The China Supreme People’s Court (the SPC) has issued a recent document confirming that awards made in ad hoc arbitration proceedings in Hong Kong are enforceable in the PRC.
Arbitration is the preferred binding mechanism for resolving China-related business disputes, and Hong Kong is the leading international venue for such arbitrations. In Hong Kong, as is the case elsewhere, arbitration proceedings can be conducted in two ways, by adopting either:
- the arbitration rules of an arbitral institution, with the arbitration administered by the institution under its rules (institutional arbitration); or
- by adopting a more flexible procedure or adopting arbitration rules not affiliated with any particular institution and without the administrative services of an arbitral institution (non-institutional or ad hoc arbitration). International Chamber of Commerce (ICC) arbitration, conducted under ICC rules and administered by the ICC court, is a well-known example of an institutional arbitration. An arbitration conducted under United Nations Commission on International Trade Law (UNCITRAL) Arbitration Rules, without the administration of an arbitral institution, is a typical example of an ad hoc arbitration.

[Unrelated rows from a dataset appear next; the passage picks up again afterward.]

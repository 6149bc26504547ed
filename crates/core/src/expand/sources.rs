use std::sync::Arc;
use std::sync::atomic::{AtomicBool, Ordering};

use tracing::{debug, info, warn};

use super::strategies::find_expand_control;
use super::{CompletionCallbacks, ExpandOutcome};
use crate::Result;
use crate::config::SourcesConfig;
use crate::page::{ClickMethod, ElementLocator, Page, page_has, with_snapshot};
use crate::readiness::Readiness;
use crate::selectors::{MOST_SHARED_CONTENT, SOURCES_EXPANDED_MARKER};
use crate::settings::SettingsManager;

/// A located control, detached from the snapshot it was found in.
struct Control {
    strategy: &'static str,
    locator: ElementLocator,
    accepts_trigger: bool,
}

/// Opens the sources sub-panel once the overview stage signals readiness.
///
/// The control is activated at most once per instance: a second activation
/// collapses the panel again on the host page.
pub struct SourcesExpander {
    page: Arc<dyn Page>,
    settings: Arc<SettingsManager>,
    config: SourcesConfig,
    ready: Readiness,
    clicked: AtomicBool,
    callbacks: CompletionCallbacks,
}

impl SourcesExpander {
    pub fn new(page: Arc<dyn Page>, settings: Arc<SettingsManager>, config: SourcesConfig) -> Self {
        Self {
            page,
            settings,
            config,
            ready: Readiness::new("sources"),
            clicked: AtomicBool::new(false),
            callbacks: CompletionCallbacks::default(),
        }
    }

    pub fn on_expansion_complete(&self, callback: impl Fn() + Send + Sync + 'static) {
        self.callbacks.push(Arc::new(callback));
    }

    /// Unblocks [`expand_sources`](Self::expand_sources).
    pub fn set_ready(&self) {
        self.ready.signal();
    }

    pub fn is_ready(&self) -> bool {
        self.ready.is_ready()
    }

    /// Clears the readiness signal and the click guard.
    pub fn reset(&self) {
        self.ready.reset();
        self.clicked.store(false, Ordering::SeqCst);
    }

    /// Whether the control has been activated by this instance.
    pub fn has_clicked(&self) -> bool {
        self.clicked.load(Ordering::SeqCst)
    }

    pub async fn expand_sources(&self) -> Result<ExpandOutcome> {
        if !self.settings.get_settings().auto_expand_sources {
            debug!("auto-expand of sources is disabled");
            return Ok(ExpandOutcome::Disabled);
        }

        if !self.ready.is_ready() {
            debug!("waiting for the overview stage");
        }
        self.ready.wait(self.config.readiness_timeout).await?;

        tokio::time::sleep(self.config.settle_delay).await;

        if self.are_sources_expanded()? {
            debug!("sources already expanded");
            return Ok(ExpandOutcome::AlreadyExpanded);
        }

        let outcome = self.expand_with_attempts().await?;
        if outcome == ExpandOutcome::Expanded {
            info!("sources expanded");
            self.callbacks.fire("sources");
        }
        Ok(outcome)
    }

    async fn expand_with_attempts(&self) -> Result<ExpandOutcome> {
        let attempts = self.config.max_attempts;

        for attempt in 1..=attempts {
            debug!(attempt, attempts, "locating sources control");

            if self.are_sources_expanded()? {
                return Ok(if self.has_clicked() { ExpandOutcome::Expanded } else { ExpandOutcome::AlreadyExpanded });
            }

            match self.locate_control()? {
                None => debug!(attempt, "no expand control found"),
                Some(_) if self.has_clicked() => debug!(attempt, "control already activated, waiting for effect"),
                Some(control) => {
                    debug!(strategy = control.strategy, ordinal = control.locator.ordinal, "expand control found");
                    if self.activate(&control).await.is_some() {
                        self.clicked.store(true, Ordering::SeqCst);
                        tokio::time::sleep(self.config.verify_delay).await;
                        if self.are_sources_expanded()? {
                            return Ok(ExpandOutcome::Expanded);
                        }
                        debug!("click had no visible effect yet");
                    }
                }
            }

            if attempt < attempts {
                tokio::time::sleep(self.config.attempt_interval).await;
            }
        }

        if self.has_clicked() {
            warn!(attempts, "sources control activated but expansion not confirmed");
            Ok(ExpandOutcome::Unconfirmed)
        } else {
            warn!(attempts, "no sources control found");
            Ok(ExpandOutcome::NotFound)
        }
    }

    fn locate_control(&self) -> Result<Option<Control>> {
        with_snapshot(self.page.as_ref(), |doc| {
            Ok(find_expand_control(doc).map(|(strategy, element)| Control {
                strategy,
                locator: element.locator(),
                accepts_trigger: element.attr("jsaction").is_some_and(|action| action.contains("trigger")),
            }))
        })
    }

    /// Tries each dispatch method until one is delivered without error.
    ///
    /// Delivery is not proof of effect; callers still verify the marker.
    async fn activate(&self, control: &Control) -> Option<ClickMethod> {
        for method in ClickMethod::ALL {
            if method == ClickMethod::Trigger && !control.accepts_trigger {
                continue;
            }

            match self.page.dispatch(control.locator, method) {
                Ok(()) => {
                    debug!(%method, "activation delivered");
                    tokio::time::sleep(self.config.click_settle).await;
                    return Some(method);
                }
                Err(e) => debug!(%method, error = %e, "activation failed"),
            }
        }

        warn!(strategy = control.strategy, "every activation method failed");
        None
    }

    pub fn are_sources_expanded(&self) -> Result<bool> {
        page_has(self.page.as_ref(), SOURCES_EXPANDED_MARKER)
    }

    /// Whether the page has a sources block at all.
    pub fn are_sources_present(&self) -> Result<bool> {
        page_has(self.page.as_ref(), MOST_SHARED_CONTENT)
    }
}
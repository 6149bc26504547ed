//! Inbound notifications from the settings surface.

use serde::{Deserialize, Serialize};
use serde_json::Value;

/// A message sent to a running page context.
#[derive(Debug, Clone, PartialEq, Serialize, Deserialize)]
#[serde(tag = "type", rename_all = "SCREAMING_SNAKE_CASE")]
pub enum Message {
    /// One setting was written.
    SettingChanged { key: String, value: Value },
    /// Settings were reset to their defaults.
    SettingsReset,
}

/// Reply to every handled message.
#[derive(Debug, Clone, Copy, PartialEq, Eq, Serialize, Deserialize)]
pub struct Ack {
    pub success: bool,
}

impl Ack {
    pub fn ok() -> Self {
        Self { success: true }
    }
}

#[cfg(test)]
mod tests {
    use super::*;
    use serde_json::json;

    #[test]
    fn test_parse_setting_changed() {
        let message: Message =
            serde_json::from_value(json!({ "type": "SETTING_CHANGED", "key": "autoSendWebhook", "value": true }))
                .unwrap();
        assert_eq!(message, Message::SettingChanged { key: "autoSendWebhook".to_string(), value: json!(true) });
    }

    #[test]
    fn test_parse_settings_reset() {
        let message: Message = serde_json::from_str(r#"{"type":"SETTINGS_RESET"}"#).unwrap();
        assert_eq!(message, Message::SettingsReset);
    }

    #[test]
    fn test_unknown_type_is_rejected() {
        assert!(serde_json::from_str::<Message>(r#"{"type":"POPUP_REFRESH_SETTINGS"}"#).is_err());
    }

    #[test]
    fn test_ack_shape() {
        assert_eq!(serde_json::to_string(&Ack::ok()).unwrap(), r#"{"success":true}"#);
    }
}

Under the laws of most countries, agreements providing for either institutional or ad hoc arbitration are valid. However, in the PRC, arbitration agreements that are governed by PRC law and that provide for ad hoc arbitration are generally regarded as invalid. Instead, all arbitrations conducted in the PRC must be administered by an arbitral institution (or ‘arbitration commission’). This emphasis on ‘institutionality’ owes much to the historical development of arbitration in the PRC.
As a result of this quirk of PRC law, doubts have sometimes been voiced over whether an ad hoc arbitration award made in Hong Kong, whether or not the arbitration agreement is governed by PRC law, is recognised and enforceable in the PRC. This issue is of heightened concern in Hong Kong because it is not entirely free from doubt as to whether arbitration awards made with the assistance of the Hong Kong International Arbitration Centre (HKIAC) would necessarily be treated as an institutional award, or simply as an ad hoc award.
Earlier this year, the Secretary of Justice of the Hong Kong Special Administrative Region (SAR) sought clarification for the legal basis of enforcement in the PRC of Hong Kong awards made under ad hoc arbitrations.
The SPC has set out its reply, in a letter dated 25 October 2007, expressing its view that ad hoc arbitration awards made in Hong Kong are enforceable in the PRC. It noted, however, that enforcement of such awards is still subject to Article 7 of the relevant arrangement between the PRC and Hong Kong on arbitration (the Memorandum of Understanding on the Arrangement concerning Mutual Enforcement of Arbitral Awards between the Mainland and the Hong Kong SAR (the Arrangement)). Article 7 of the Arrangement largely reproduces the well-established and limited New York Convention grounds for resisting enforcement of awards, and should not cause undue concern.
The SPC reply helpfully confirms that ad hoc awards made in Hong Kong are enforceable in the PRC. This confirmation covers many types of arbitrations conducted in Hong Kong, including arbitrations conducted under the UNCITRAL Arbitration Rules, whether or not the HKIAC is involved. This confirmation will therefore allow parties who arbitrate in Hong Kong to confidently adopt an arbitral procedure most suitable to their transactions, without being overly concerned that the resulting award might not be recognised and enforced in the PRC on a technicality.